News Headlines 9-25-19

David Flowers is out as Avon Park City Manager effective October 20. Flowers offered his resignation at the Council’s Monday meeting, and it was accepted on a 3-2 vote with Mayor Garrett Anderson and Vice Mayor Jim Bernard voting “no.” Flowers just started the Job in January of this year, and friction with a couple council members began almost immediately – he followed June Fisher, who lasted from April to November of last year.

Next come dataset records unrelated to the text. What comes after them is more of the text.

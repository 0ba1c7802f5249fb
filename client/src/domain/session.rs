//! Session gate for role-based dashboards.
//!
//! Tokens are issued and verified by the backend. The client only checks that
//! one is present and that the stored user type matches the dashboard.

use std::fmt;
use std::str::FromStr;

/// Dashboard roles known to the API.
#[derive(Debug, Clone, Copy, PartialEq, Eq, Hash)]
pub enum Role {
    /// Platform administrator.
    Admin,
    /// Organization running events.
    Organization,
    /// Individual volunteer.
    Volunteer,
}

impl Role {
    /// Value stored as `user_type` after login.
    pub const fn as_str(self) -> &'static str {
        match self {
            Self::Admin => "admin",
            Self::Organization => "organization",
            Self::Volunteer => "volunteer",
        }
    }
}

impl fmt::Display for Role {
    fn fmt(&self, f: &mut fmt::Formatter<'_>) -> fmt::Result {
        f.write_str(self.as_str())
    }
}

impl FromStr for Role {
    type Err = SessionError;

    fn from_str(raw: &str) -> Result<Self, Self::Err> {
        match raw.trim() {
            "admin" => Ok(Self::Admin),
            "organization" => Ok(Self::Organization),
            "volunteer" => Ok(Self::Volunteer),
            other => Err(SessionError::UnknownRole {
                user_type: other.to_owned(),
            }),
        }
    }
}

/// Reasons a session cannot open a dashboard.
#[derive(Debug, Clone, PartialEq, Eq, thiserror::Error)]
pub enum SessionError {
    /// No bearer token is stored.
    #[error("no session token; log in first")]
    MissingToken,
    /// Stored user type is not a known role.
    #[error("unknown user type `{user_type}`")]
    UnknownRole {
        /// Raw stored value.
        user_type: String,
    },
    /// Stored role differs from the one the dashboard needs.
    #[error("dashboard requires role {expected}, session has {}", .actual.map_or("none", Role::as_str))]
    RoleMismatch {
        /// Role the dashboard needs.
        expected: Role,
        /// Role found in the session, if any.
        actual: Option<Role>,
    },
}

/// Raw values persisted by the login flow.
#[derive(Debug, Clone, Default, PartialEq, Eq)]
pub struct SessionCredentials {
    /// Bearer token.
    pub token: Option<String>,
    /// Stored user type (`admin`, `organization`, `volunteer`).
    pub user_type: Option<String>,
    /// Stored user identifier.
    pub user_id: Option<String>,
}

impl SessionCredentials {
    /// Check token presence and role.
    ///
    /// # Errors
    ///
    /// Returns [`SessionError::MissingToken`] for an absent or blank token,
    /// [`SessionError::UnknownRole`] for an unrecognised user type and
    /// [`SessionError::RoleMismatch`] when the role differs from `expected`.
    ///
    /// # Examples
    ///
    /// ```
    /// use vconnect_client::domain::{Role, SessionCredentials, SessionError};
    ///
    /// let credentials = SessionCredentials {
    ///     token: Some("abc".into()),
    ///     user_type: Some("organization".into()),
    ///     user_id: Some("4".into()),
    /// };
    /// let session = credentials.require_role(Role::Organization)?;
    /// assert_eq!(session.bearer_token(), "abc");
    /// # Ok::<(), SessionError>(())
    /// ```
    pub fn require_role(&self, expected: Role) -> Result<AuthorizedSession, SessionError> {
        let token = self
            .token
            .as_deref()
            .map(str::trim)
            .filter(|token| !token.is_empty())
            .ok_or(SessionError::MissingToken)?;
        let actual = self
            .user_type
            .as_deref()
            .filter(|user_type| !user_type.trim().is_empty())
            .map(Role::from_str)
            .transpose()?;
        if actual != Some(expected) {
            return Err(SessionError::RoleMismatch { expected, actual });
        }
        Ok(AuthorizedSession {
            token: token.to_owned(),
            role: expected,
            user_id: self.user_id.clone(),
        })
    }
}

/// Session that passed the presence and role checks.
#[derive(Clone, PartialEq, Eq)]
pub struct AuthorizedSession {
    token: String,
    role: Role,
    user_id: Option<String>,
}

impl AuthorizedSession {
    /// Token for the `Authorization: Bearer` header.
    pub fn bearer_token(&self) -> &str {
        &self.token
    }

    /// Role the session was authorized for.
    pub const fn role(&self) -> Role {
        self.role
    }

    /// Stored user identifier, if any.
    pub fn user_id(&self) -> Option<&str> {
        self.user_id.as_deref()
    }
}

impl fmt::Debug for AuthorizedSession {
    fn fmt(&self, f: &mut fmt::Formatter<'_>) -> fmt::Result {
        f.debug_struct("AuthorizedSession")
            .field("token", &"<redacted>")
            .field("role", &self.role)
            .field("user_id", &self.user_id)
            .finish()
    }
}
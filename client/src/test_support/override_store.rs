//! Override store and sleeper doubles.

use std::sync::Mutex;
use std::time::Duration;

use async_trait::async_trait;

use crate::domain::StatusOverrides;
use crate::domain::ports::{RefreshSleeper, StatusOverrideStore, StatusOverrideStoreError};

/// Sleeper that returns immediately.
#[derive(Debug, Clone, Copy, Default)]
pub struct ImmediateSleeper;

#[async_trait]
impl RefreshSleeper for ImmediateSleeper {
    async fn sleep(&self, _duration: Duration) {}
}

/// Sleeper that records requested delays without waiting.
#[derive(Default)]
pub struct RecordingSleeper(pub Mutex<Vec<Duration>>);

impl RecordingSleeper {
    /// Delays requested so far.
    pub fn recorded(&self) -> Vec<Duration> {
        match self.0.lock() {
            Ok(entries) => entries.clone(),
            Err(_) => panic!("sleeper mutex"),
        }
    }
}

#[async_trait]
impl RefreshSleeper for RecordingSleeper {
    async fn sleep(&self, duration: Duration) {
        match self.0.lock() {
            Ok(mut entries) => entries.push(duration),
            Err(_) => panic!("sleeper mutex"),
        }
    }
}

/// In-memory store whose loads and saves can be made to fail.
#[derive(Default)]
pub struct FlakyOverrideStore {
    entries: Mutex<StatusOverrides>,
    fail_loads: bool,
    fail_saves: bool,
}

impl FlakyOverrideStore {
    /// Store seeded with `entries` that never fails.
    pub fn seeded(entries: StatusOverrides) -> Self {
        Self {
            entries: Mutex::new(entries),
            ..Self::default()
        }
    }

    /// Make every `load` fail.
    #[must_use]
    pub fn failing_loads(mut self) -> Self {
        self.fail_loads = true;
        self
    }

    /// Make every `save` fail.
    #[must_use]
    pub fn failing_saves(mut self) -> Self {
        self.fail_saves = true;
        self
    }

    /// Current contents, bypassing the failure switches.
    pub fn snapshot(&self) -> StatusOverrides {
        match self.entries.lock() {
            Ok(entries) => entries.clone(),
            Err(_) => panic!("override store mutex"),
        }
    }
}

#[async_trait]
impl StatusOverrideStore for FlakyOverrideStore {
    async fn load(&self) -> Result<StatusOverrides, StatusOverrideStoreError> {
        if self.fail_loads {
            return Err(StatusOverrideStoreError::io("injected load failure"));
        }
        Ok(self.snapshot())
    }

    async fn save(&self, overrides: &StatusOverrides) -> Result<(), StatusOverrideStoreError> {
        if self.fail_saves {
            return Err(StatusOverrideStoreError::io("injected save failure"));
        }
        match self.entries.lock() {
            Ok(mut entries) => *entries = overrides.clone(),
            Err(_) => panic!("override store mutex"),
        }
        Ok(())
    }
}
//! CLI entry point for the repo-local architecture lint.

use std::fmt;
use std::fs;
use std::io::{self, Write};
use std::process::ExitCode;

use camino::{Utf8Path, Utf8PathBuf};

fn main() -> ExitCode {
    let client_dir = match repo_root() {
        Ok(root) => root.join("client"),
        Err(err) => {
            let _ = writeln!(io::stderr().lock(), "{err}");
            return ExitCode::FAILURE;
        }
    };
    match architecture_lint::lint_client_sources(&client_dir) {
        Ok(()) => ExitCode::SUCCESS,
        Err(err) => {
            let mut stderr = io::stderr().lock();
            let _ = writeln!(stderr, "{err}");
            ExitCode::FAILURE
        }
    }
}

#[derive(Debug, Clone, Copy)]
struct RepoRootError;

impl fmt::Display for RepoRootError {
    fn fmt(&self, f: &mut fmt::Formatter<'_>) -> fmt::Result {
        write!(
            f,
            "unable to locate workspace root (directory containing a workspace Cargo.toml)"
        )
    }
}

impl std::error::Error for RepoRootError {}

fn repo_root() -> Result<Utf8PathBuf, RepoRootError> {
    let from_env = std::env::var("CARGO_WORKSPACE_DIR")
        .ok()
        .map(Utf8PathBuf::from);
    let from_cwd = std::env::current_dir()
        .ok()
        .and_then(|dir| Utf8PathBuf::from_path_buf(dir).ok());
    let from_manifest = Some(Utf8PathBuf::from(env!("CARGO_MANIFEST_DIR")));

    from_env
        .as_deref()
        .and_then(find_workspace_root)
        .or_else(|| from_cwd.as_deref().and_then(find_workspace_root))
        .or_else(|| from_manifest.as_deref().and_then(find_workspace_root))
        .ok_or(RepoRootError)
}

fn find_workspace_root(start: &Utf8Path) -> Option<Utf8PathBuf> {
    let mut current = Some(start);
    while let Some(dir) = current {
        let manifest = dir.join("Cargo.toml");
        if manifest.is_file() && cargo_toml_declares_workspace(&manifest) {
            return Some(dir.to_path_buf());
        }
        current = dir.parent();
    }
    None
}

fn cargo_toml_declares_workspace(path: &Utf8Path) -> bool {
    fs::read_to_string(path)
        .ok()
        .is_some_and(|contents| contents.contains("[workspace]"))
}
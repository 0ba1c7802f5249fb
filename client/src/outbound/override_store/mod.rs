//! Override store adapters.

mod file;

pub use file::FileStatusOverrideStore;
//! Transport doubles for gateway and workflow tests.

use std::collections::VecDeque;
use std::sync::atomic::{AtomicUsize, Ordering};
use std::sync::{Arc, Mutex, MutexGuard};

use async_trait::async_trait;
use serde_json::Value;
use tokio::sync::{Notify, mpsc};
use url::Url;

use crate::domain::ports::{
    HttpMethod, ResourceTransport, TransportError, TransportRequest, TransportResponse,
};
use crate::domain::{FetchGateway, GatewayEndpoints};

type Scripted = Result<TransportResponse, TransportError>;
type Responder = dyn Fn(&TransportRequest) -> Scripted + Send + Sync;

/// Proxy origin used by [`test_endpoints`].
pub const TEST_PROXY_ORIGIN: &str = "http://proxy.test";
/// Direct API base used by [`test_endpoints`].
pub const TEST_API_BASE: &str = "http://api.test:9000";

/// Endpoints pointing at two distinct fake hosts.
pub fn test_endpoints() -> GatewayEndpoints {
    GatewayEndpoints {
        proxy_origin: parse(TEST_PROXY_ORIGIN),
        api_base_url: parse(TEST_API_BASE),
    }
}

/// Gateway over `transport` using [`test_endpoints`].
pub fn gateway_over(transport: Arc<dyn ResourceTransport>) -> FetchGateway {
    FetchGateway::new(transport, test_endpoints())
}

/// Response with `status` and `value` rendered as the JSON body.
pub fn json_response(status: u16, value: &Value) -> Scripted {
    Ok(TransportResponse {
        status,
        body: value.to_string().into_bytes(),
    })
}

/// Response with `status` and an empty body.
pub fn empty_response(status: u16) -> Scripted {
    Ok(TransportResponse {
        status,
        body: Vec::new(),
    })
}

fn parse(raw: &str) -> Url {
    match Url::parse(raw) {
        Ok(url) => url,
        Err(error) => panic!("test URL {raw} must parse: {error}"),
    }
}

fn lock<T>(mutex: &Mutex<T>) -> MutexGuard<'_, T> {
    match mutex.lock() {
        Ok(guard) => guard,
        Err(_) => panic!("transport double mutex poisoned"),
    }
}

/// Transport that replays a fixed script in call order and records requests.
pub struct ScriptedTransport {
    scripted: Mutex<VecDeque<Scripted>>,
    requests: Mutex<Vec<TransportRequest>>,
    calls: AtomicUsize,
}

impl ScriptedTransport {
    /// Replay `scripted`; calls beyond the script fail at the transport level.
    pub fn new(scripted: Vec<Scripted>) -> Self {
        Self {
            scripted: Mutex::new(scripted.into()),
            requests: Mutex::new(Vec::new()),
            calls: AtomicUsize::new(0),
        }
    }

    /// Number of requests sent.
    pub fn call_count(&self) -> usize {
        self.calls.load(Ordering::SeqCst)
    }

    /// Requests sent so far, in order.
    pub fn requests(&self) -> Vec<TransportRequest> {
        lock(&self.requests).clone()
    }
}

#[async_trait]
impl ResourceTransport for ScriptedTransport {
    async fn send(&self, request: &TransportRequest) -> Scripted {
        self.calls.fetch_add(1, Ordering::SeqCst);
        lock(&self.requests).push(request.clone());
        lock(&self.scripted).pop_front().unwrap_or_else(|| {
            Err(TransportError::transport(
                "transport script exhausted unexpectedly",
            ))
        })
    }
}

struct Gate {
    method: HttpMethod,
    entered: mpsc::UnboundedSender<TransportRequest>,
    release: Arc<Notify>,
}

/// Transport that answers through a closure, optionally parking requests of
/// one method until released.
pub struct RoutedTransport {
    responder: Box<Responder>,
    requests: Mutex<Vec<TransportRequest>>,
    gate: Option<Gate>,
}

impl RoutedTransport {
    /// Answer every request with `responder`.
    pub fn new(
        responder: impl Fn(&TransportRequest) -> Scripted + Send + Sync + 'static,
    ) -> Self {
        Self {
            responder: Box::new(responder),
            requests: Mutex::new(Vec::new()),
            gate: None,
        }
    }

    /// Park requests using `method` until `release` is notified, announcing
    /// each on the returned channel.
    #[must_use]
    pub fn gated_on(
        mut self,
        method: HttpMethod,
    ) -> (Self, mpsc::UnboundedReceiver<TransportRequest>, Arc<Notify>) {
        let (entered, entered_rx) = mpsc::unbounded_channel();
        let release = Arc::new(Notify::new());
        self.gate = Some(Gate {
            method,
            entered,
            release: Arc::clone(&release),
        });
        (self, entered_rx, release)
    }

    /// Requests sent so far, in order.
    pub fn requests(&self) -> Vec<TransportRequest> {
        lock(&self.requests).clone()
    }

    /// Requests sent with `method`.
    pub fn requests_with(&self, method: HttpMethod) -> Vec<TransportRequest> {
        self.requests()
            .into_iter()
            .filter(|request| request.method == method)
            .collect()
    }
}

#[async_trait]
impl ResourceTransport for RoutedTransport {
    async fn send(&self, request: &TransportRequest) -> Scripted {
        lock(&self.requests).push(request.clone());
        if let Some(gate) = self.gate.as_ref().filter(|gate| gate.method == request.method) {
            drop(gate.entered.send(request.clone()));
            gate.release.notified().await;
        }
        (self.responder)(request)
    }
}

Things are getting dry around here after only a couple weeks of dry weather. Yesterday turned into a busy one for local firefighters – Forest Service officials were on watch for hot spots overnight at a site off Highway 64 west of Avon Park that involved about 70 acres and involved units from at least four area departments from the County’s Fire Rescue system … with Polk County units standing by, just in case. Officials say the fire was 100% contained a little before 7pm, and no significant structures were involved.

Regular visitors to Highlands Hammock already know we have a pretty good State Parks system. Seems the rest of the country has noticed. The Florida Park Service has been awarded the 2019 National Gold Medal award by the American Academy for Parks and Rec Administration. That’s darned good, but it’s also the fourth time the Service has won gold – the only system in the Country to have done that, by some reports.

In case you thought that the opening of the new Sheriff’s Department facility a couple years back was it for money spent on physical plant, you may have forgotten the jailhouse itself. County Commissioners last week approved a $346,000 bid from E.O. Koch Construction to re-do parts of the jail, including the sprinkler system, to reflect both the new uses for floor space and the aging system. The County Jail has expanded in capacity by almost 400 beds in the last 35 years … by nearly 200 since the mid-1990’s. The County has a million dollars budgeted – not from general operating funds – to make the full renovations, including conversion of what had been sheriff’s office space to more inmate capacity past the 512-bed figure it currently considers “full.”